Food and beverage traders have no choice but to adapt

Sofina's virtual stall C.A.T Meow.
Sofina Tan

MIRI: Following the city council’s decision to not hold any Ramadan bazaar during the Muslim fasting month, food and beverage traders have turned to the Internet to do business. 

“You don’t have a choice really. We need to adapt to change, especially during the Covid-19 pandemic,” said one food vendor, Sofina Tan.

Sofina, who has been running her own food business for the past three years, had it tough during the first year of the pandemic, like many of her peers.

“Last year, when Covid-19 struck, my friend and I  started selling our food through the e-bazaar concept.”
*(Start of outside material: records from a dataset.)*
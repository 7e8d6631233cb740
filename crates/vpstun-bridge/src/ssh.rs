//! SSH session command line
//!
//! Pure argument assembly: no I/O happens here.

use std::fmt;
use std::path::PathBuf;
use vpstun_proto::{TcpForward, TunnelConfig, UdpForward, VpsConfig};

use crate::remote::{build_remote_script, RemoteScriptOptions};
use crate::script::quote;

/// Fully assembled SSH invocation
#[derive(Debug, Clone, PartialEq, Eq)]
pub struct SshCommand {
    pub program: PathBuf,
    /// Options and reverse-forwards, without target and remote command
    pub args: Vec<String>,
    /// `user@host`
    pub target: String,
    /// Remote program text
    pub remote_script: String,
}

impl SshCommand {
    /// Complete argument vector: options, target, remote command
    pub fn argv(&self) -> Vec<String> {
        let mut argv = self.args.clone();
        argv.push(self.target.clone());
        argv.push(self.remote_script.clone());
        argv
    }
}

impl fmt::Display for SshCommand {
    /// Shell-pasteable rendering, used for `vpstun check`
    fn fmt(&self, f: &mut fmt::Formatter<'_>) -> fmt::Result {
        write!(f, "{}", quote(&self.program.to_string_lossy()))?;
        for arg in self.argv() {
            write!(f, " {}", quote(&arg))?;
        }
        Ok(())
    }
}

/// Builder for [`SshCommand`]
#[derive(Debug, Clone)]
pub struct SshSessionBuilder {
    program: PathBuf,
    vps: VpsConfig,
    tcp_forwards: Vec<TcpForward>,
    udp_forwards: Vec<UdpForward>,
    script_options: RemoteScriptOptions,
}

impl SshSessionBuilder {
    pub fn new(vps: VpsConfig) -> Self {
        Self {
            program: PathBuf::from("ssh"),
            vps,
            tcp_forwards: Vec::new(),
            udp_forwards: Vec::new(),
            script_options: RemoteScriptOptions::default(),
        }
    }

    /// Builder preloaded with everything in `config`
    pub fn from_config(config: &TunnelConfig) -> Self {
        Self::new(config.vps.clone())
            .program(&config.ssh_binary)
            .tcp_forwards(config.tcp_forwards.clone())
            .udp_forwards(config.udp_forwards.clone())
            .script_options(RemoteScriptOptions::from_config(config))
    }

    pub fn program(mut self, program: impl Into<PathBuf>) -> Self {
        self.program = program.into();
        self
    }

    pub fn tcp_forwards(mut self, forwards: Vec<TcpForward>) -> Self {
        self.tcp_forwards = forwards;
        self
    }

    pub fn udp_forwards(mut self, forwards: Vec<UdpForward>) -> Self {
        self.udp_forwards = forwards;
        self
    }

    pub fn script_options(mut self, options: RemoteScriptOptions) -> Self {
        self.script_options = options;
        self
    }

    /// SSH options and reverse-forwards
    pub fn args(&self) -> Vec<String> {
        let mut args = vec![
            "-i".to_string(),
            self.vps.ssh_key.to_string_lossy().into_owned(),
            "-p".to_string(),
            self.vps.port.to_string(),
        ];

        let options = [
            "BatchMode=yes".to_string(),
            "ExitOnForwardFailure=yes".to_string(),
            format!("ServerAliveInterval={}", self.vps.keepalive_interval_seconds),
            format!("ServerAliveCountMax={}", self.vps.keepalive_count_max),
            format!("StrictHostKeyChecking={}", self.vps.strict_host_key),
        ];
        for option in options {
            args.push("-o".to_string());
            args.push(option);
        }
        args.push("-T".to_string());

        for forward in &self.tcp_forwards {
            args.push("-R".to_string());
            args.push(forward.reverse_spec());
        }
        for forward in &self.udp_forwards {
            args.push("-R".to_string());
            args.push(forward.reverse_spec());
        }

        args
    }

    pub fn build(&self) -> SshCommand {
        SshCommand {
            program: self.program.clone(),
            args: self.args(),
            target: self.vps.target(),
            remote_script: build_remote_script(&self.udp_forwards, &self.script_options),
        }
    }
}
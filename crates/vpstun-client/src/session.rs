//! SSH session launching

use async_trait::async_trait;
use std::time::Duration;
use tokio_util::sync::CancellationToken;
use tracing::{debug, info};
use vpstun_bridge::SshCommand;
use vpstun_process::{ManagedProcess, ProcessSpec};

use crate::error::SessionError;

/// How a session ended when it did not fail
#[derive(Debug, Clone, Copy, PartialEq, Eq)]
pub enum SessionExit {
    /// SSH exited with status 0
    Ended,
    /// The cancellation token fired and the session was stopped
    Cancelled,
}

/// Runs one tunnel session to completion
#[async_trait]
pub trait SessionLauncher: Send {
    /// Run `command` until it exits or `cancel` fires
    async fn run_session(
        &mut self,
        command: &SshCommand,
        cancel: &CancellationToken,
    ) -> Result<SessionExit, SessionError>;
}

/// Launches the real `ssh` client
///
/// SSH inherits our stdout/stderr so its diagnostics land in the service log.
#[derive(Debug, Clone)]
pub struct SshLauncher {
    grace: Duration,
}

impl SshLauncher {
    pub fn new(grace: Duration) -> Self {
        Self { grace }
    }
}

#[async_trait]
impl SessionLauncher for SshLauncher {
    async fn run_session(
        &mut self,
        command: &SshCommand,
        cancel: &CancellationToken,
    ) -> Result<SessionExit, SessionError> {
        let spec = ProcessSpec::new("ssh", &command.program).args(command.argv());
        let mut process = ManagedProcess::spawn(spec).map_err(SessionError::Spawn)?;
        info!(pid = ?process.pid(), "Starting SSH session to {}", command.target);

        let exited = tokio::select! {
            result = process.wait() => Some(result),
            _ = cancel.cancelled() => None,
        };

        let Some(result) = exited else {
            info!("Stopping SSH session");
            let outcome = process.stop(self.grace).await;
            debug!("SSH stopped: {:?}", outcome);
            return Ok(SessionExit::Cancelled);
        };

        // Already exited; this only reaps the handle
        process.stop(self.grace).await;

        let status = result.map_err(SessionError::Wait)?;
        if status.success() {
            Ok(SessionExit::Ended)
        } else {
            Err(SessionError::Exited {
                code: status.code(),
            })
        }
    }
}
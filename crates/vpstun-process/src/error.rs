//! Process layer errors

use std::path::PathBuf;
use std::time::Duration;
use thiserror::Error;

#[derive(Debug, Error)]
pub enum ProcessError {
    #[error("Missing dependency: {0} not found in PATH")]
    MissingBinary(String),

    #[error("Failed to open log file {path:?}: {source}")]
    LogFile {
        path: PathBuf,
        #[source]
        source: std::io::Error,
    },

    #[error("Failed to spawn {tag}: {source}")]
    Spawn {
        tag: String,
        #[source]
        source: std::io::Error,
    },

    #[error("Port not listening: 127.0.0.1:{port} (waited {waited:?})")]
    NotListening { port: u16, waited: Duration },
}
use deskew_image::Image;

/// Kernel for nearest neighbor interpolation
///
/// # Arguments
///
/// * `image` - The input image container.
/// * `u` - The x coordinate of the pixel to interpolate.
/// * `v` - The y coordinate of the pixel to interpolate.
///
/// # Returns
///
/// The interpolated pixel values.
pub(crate) fn nearest_neighbor_interpolation<const C: usize>(
    image: &Image<f32, C>,
    u: f32,
    v: f32,
) -> [f32; C] {
    let (rows, cols) = (image.rows(), image.cols());

    let iu = (u.round() as usize).min(cols - 1);
    let iv = (v.round() as usize).min(rows - 1);

    let base = (iv * cols + iu) * C;

    let mut pixel = [0.0; C];
    pixel.copy_from_slice(&image.as_slice()[base..base + C]);

    pixel
}
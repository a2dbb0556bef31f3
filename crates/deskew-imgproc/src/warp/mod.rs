//! Geometric image transformations.
//!
//! Resampling happens through inverse mapping: for every destination pixel the
//! inverse transform locates the source coordinate to sample, so the
//! destination is covered without holes.

mod perspective;

pub use perspective::warp_perspective;
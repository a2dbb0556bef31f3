use criterion::{black_box, criterion_group, criterion_main, BenchmarkId, Criterion};

use deskew_image::Image;
use deskew_imgproc::{interpolation::InterpolationMode, warp::warp_perspective};

fn bench_warp_perspective(c: &mut Criterion) {
    let mut group = c.benchmark_group("WarpPerspective");

    for (width, height) in [(256, 224), (512, 448), (1024, 896)].iter() {
        group.throughput(criterion::Throughput::Elements((*width * *height) as u64));

        let parameter_string = format!("{}x{}", width, height);

        // input image
        let image_size = [*width, *height].into();
        let image = Image::<u8, 3>::new(image_size, vec![0u8; width * height * 3]).unwrap();
        let image_f32 = image.cast::<f32>().unwrap();

        // output image
        let output = Image::<f32, 3>::from_size_val(image_size, 0.0).unwrap();
        let m = [1.0, 0.0, 0.0, 0.0, 1.0, 0.0, 0.0, 0.0, 1.0];

        group.bench_with_input(
            BenchmarkId::new("rayon_rows", &parameter_string),
            &(&image_f32, &output, m),
            |b, i| {
                let (src, mut dst, m) = (i.0.clone(), i.1.clone(), i.2);
                b.iter(|| {
                    warp_perspective(
                        black_box(&src),
                        black_box(&mut dst),
                        black_box(&m),
                        black_box(InterpolationMode::Bilinear),
                    )
                })
            },
        );
    }
    group.finish();
}

criterion_group!(benches, bench_warp_perspective);
criterion_main!(benches);
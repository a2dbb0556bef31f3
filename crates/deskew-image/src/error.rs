/// An error type for the image module.
#[derive(thiserror::Error, Debug)]
pub enum ImageError {
    /// Error when channel and shape are not valid.
    #[error("Data length ({0}) does not match the image size ({1})")]
    InvalidChannelShape(usize, usize),

    /// Error when the pixel data cannot be converted to the requested type.
    #[error("Failed to cast the image data")]
    CastError,
}
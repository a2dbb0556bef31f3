use deskew_image::Image;

use super::bilinear::bilinear_interpolation;
use super::nearest::nearest_neighbor_interpolation;

/// Interpolation mode for resampling operations
#[derive(Debug, Clone, Copy, PartialEq)]
pub enum InterpolationMode {
    /// Bilinear interpolation
    Bilinear,
    /// Nearest neighbor interpolation
    Nearest,
}

/// Kernel for interpolating a pixel value
///
/// # Arguments
///
/// * `image` - The input image container with shape (height, width, C).
/// * `u` - The x coordinate of the pixel to interpolate.
/// * `v` - The y coordinate of the pixel to interpolate.
/// * `interpolation` - The interpolation mode to use.
///
/// # Returns
///
/// The interpolated pixel values.
pub fn interpolate_pixel<const C: usize>(
    image: &Image<f32, C>,
    u: f32,
    v: f32,
    interpolation: InterpolationMode,
) -> [f32; C] {
    match interpolation {
        InterpolationMode::Bilinear => bilinear_interpolation(image, u, v),
        InterpolationMode::Nearest => nearest_neighbor_interpolation(image, u, v),
    }
}
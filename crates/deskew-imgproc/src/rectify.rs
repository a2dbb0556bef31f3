use deskew_image::{Image, ImageDtype, ImageError, ImageSize};

use crate::corners::{order_points, Point2d, Quad};
use crate::homography::get_perspective_transform;
use crate::interpolation::InterpolationMode;
use crate::warp::warp_perspective;

/// Errors that can occur during rectification.
#[derive(thiserror::Error, Debug)]
pub enum RectifyError {
    /// A corner coordinate is not a finite number.
    #[error("corner coordinates must be finite")]
    InvalidInput,

    /// The quadrilateral collapses to an empty output rectangle.
    #[error("degenerate quadrilateral, computed output size is {0}x{1}")]
    DegenerateGeometry(usize, usize),

    /// The perspective system has no unique invertible solution.
    #[error("perspective transform is singular")]
    SingularTransform,

    /// Error when creating or converting a pixel buffer.
    #[error(transparent)]
    Image(#[from] ImageError),
}

/// Compute the output rectangle size for an ordered quadrilateral.
///
/// The width candidates are the bottom and top edge lengths, the height
/// candidates the right and left edge lengths. The smaller candidate of each
/// pair is kept, truncated to an integer, so the rectified rectangle never
/// exceeds the true extent of the quadrilateral on either axis.
///
/// # Errors
///
/// Returns [`RectifyError::DegenerateGeometry`] when either truncated
/// dimension is zero (collinear or coincident corners).
pub fn output_size(quad: &Quad) -> Result<ImageSize, RectifyError> {
    let width_bottom = quad.br.distance(&quad.bl);
    let width_top = quad.tr.distance(&quad.tl);
    let height_right = quad.tr.distance(&quad.br);
    let height_left = quad.tl.distance(&quad.bl);

    let width = width_bottom.min(width_top) as usize;
    let height = height_right.min(height_left) as usize;

    if width == 0 || height == 0 {
        return Err(RectifyError::DegenerateGeometry(width, height));
    }

    Ok(ImageSize { width, height })
}

/// Rectify the quadrilateral region spanned by four corner points into an
/// axis-aligned rectangle.
///
/// The corner points may come in any order; they are canonicalized, the output
/// rectangle size is derived from the quadrilateral edge lengths, a projective
/// transform is solved for the corner correspondences and the source image is
/// resampled through its inverse with bilinear interpolation. Destination
/// pixels that map outside the source bounds are filled with black.
///
/// The source buffer is never modified; the result is freshly allocated.
///
/// # Errors
///
/// The first failing stage aborts the pipeline: non-finite coordinates, a
/// degenerate quadrilateral or a singular transform are reported before any
/// pixel is resampled.
///
/// # Example
///
/// ```
/// use deskew_image::{Image, ImageSize};
/// use deskew_imgproc::corners::Point2d;
/// use deskew_imgproc::rectify::rectify;
///
/// let image = Image::<u8, 3>::from_size_val(
///     ImageSize {
///         width: 120,
///         height: 80,
///     },
///     0u8,
/// ).unwrap();
///
/// let points = [
///     Point2d::new(0.0, 0.0),
///     Point2d::new(100.0, 0.0),
///     Point2d::new(100.0, 50.0),
///     Point2d::new(0.0, 50.0),
/// ];
///
/// let rectified = rectify(&image, &points).unwrap();
/// assert_eq!(rectified.size().width, 100);
/// assert_eq!(rectified.size().height, 50);
/// ```
pub fn rectify(src: &Image<u8, 3>, points: &[Point2d; 4]) -> Result<Image<u8, 3>, RectifyError> {
    if points.iter().any(|p| !p.x.is_finite() || !p.y.is_finite()) {
        return Err(RectifyError::InvalidInput);
    }

    let quad = order_points(points);
    let size = output_size(&quad)?;
    let m = get_perspective_transform(&quad, &Quad::axis_aligned(size))?;

    let src_f32 = src.cast::<f32>()?;
    let mut warped = Image::<f32, 3>::from_size_val(size, 0.0)?;
    warp_perspective(&src_f32, &mut warped, &m, InterpolationMode::Bilinear)?;

    let data = warped
        .as_slice()
        .iter()
        .map(|&x| u8::from_f32(x))
        .collect::<Vec<u8>>();

    Ok(Image::new(size, data)?)
}

#[cfg(test)]
mod tests {
    use super::{output_size, RectifyError};
    use crate::corners::{order_points, Point2d, Quad};

    #[test]
    fn output_size_rectangle() -> Result<(), RectifyError> {
        let quad = order_points(&[
            Point2d::new(0.0, 0.0),
            Point2d::new(100.0, 0.0),
            Point2d::new(100.0, 50.0),
            Point2d::new(0.0, 50.0),
        ]);
        let size = output_size(&quad)?;
        assert_eq!(size.width, 100);
        assert_eq!(size.height, 50);

        Ok(())
    }

    #[test]
    fn output_size_takes_smaller_edge() -> Result<(), RectifyError> {
        // bottom edge is 100 long, top edge 80; right edge ~63, left edge 60
        let quad = Quad {
            tl: Point2d::new(0.0, 0.0),
            tr: Point2d::new(80.0, 0.0),
            br: Point2d::new(100.0, 60.0),
            bl: Point2d::new(0.0, 60.0),
        };
        let size = output_size(&quad)?;
        assert_eq!(size.width, 80);
        assert_eq!(size.height, 60);

        Ok(())
    }

    #[test]
    fn output_size_collinear_points() {
        let quad = order_points(&[
            Point2d::new(0.0, 0.0),
            Point2d::new(10.0, 0.0),
            Point2d::new(20.0, 0.0),
            Point2d::new(30.0, 0.0),
        ]);
        let result = output_size(&quad);
        assert!(matches!(result, Err(RectifyError::DegenerateGeometry(_, _))));
    }

    #[test]
    fn output_size_subpixel_quad() {
        let quad = order_points(&[
            Point2d::new(0.0, 0.0),
            Point2d::new(0.9, 0.0),
            Point2d::new(0.9, 0.9),
            Point2d::new(0.0, 0.9),
        ]);
        let result = output_size(&quad);
        assert!(matches!(result, Err(RectifyError::DegenerateGeometry(0, 0))));
    }
}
Sofina not only sells Korean food but also local delicacies via her virtual stall, C.A.T Meow.

“Going online is the best way for us to sell our products during this difficult time. Most of the sellers would go live  in a bid to reach out to more customers.”

Ismawati Abdullah

Fellow food vendor, who wished to be known as Mimie, said she had been actively posting her products in various WhatApp groups since last year.

“For customers residing within the city centre, delivery is free.”

Meanwhile, Ismawati Abdullah is still sticking to the conventional way of doing things.

“I’m still doing business the conventional way, that is face-to-face interaction.”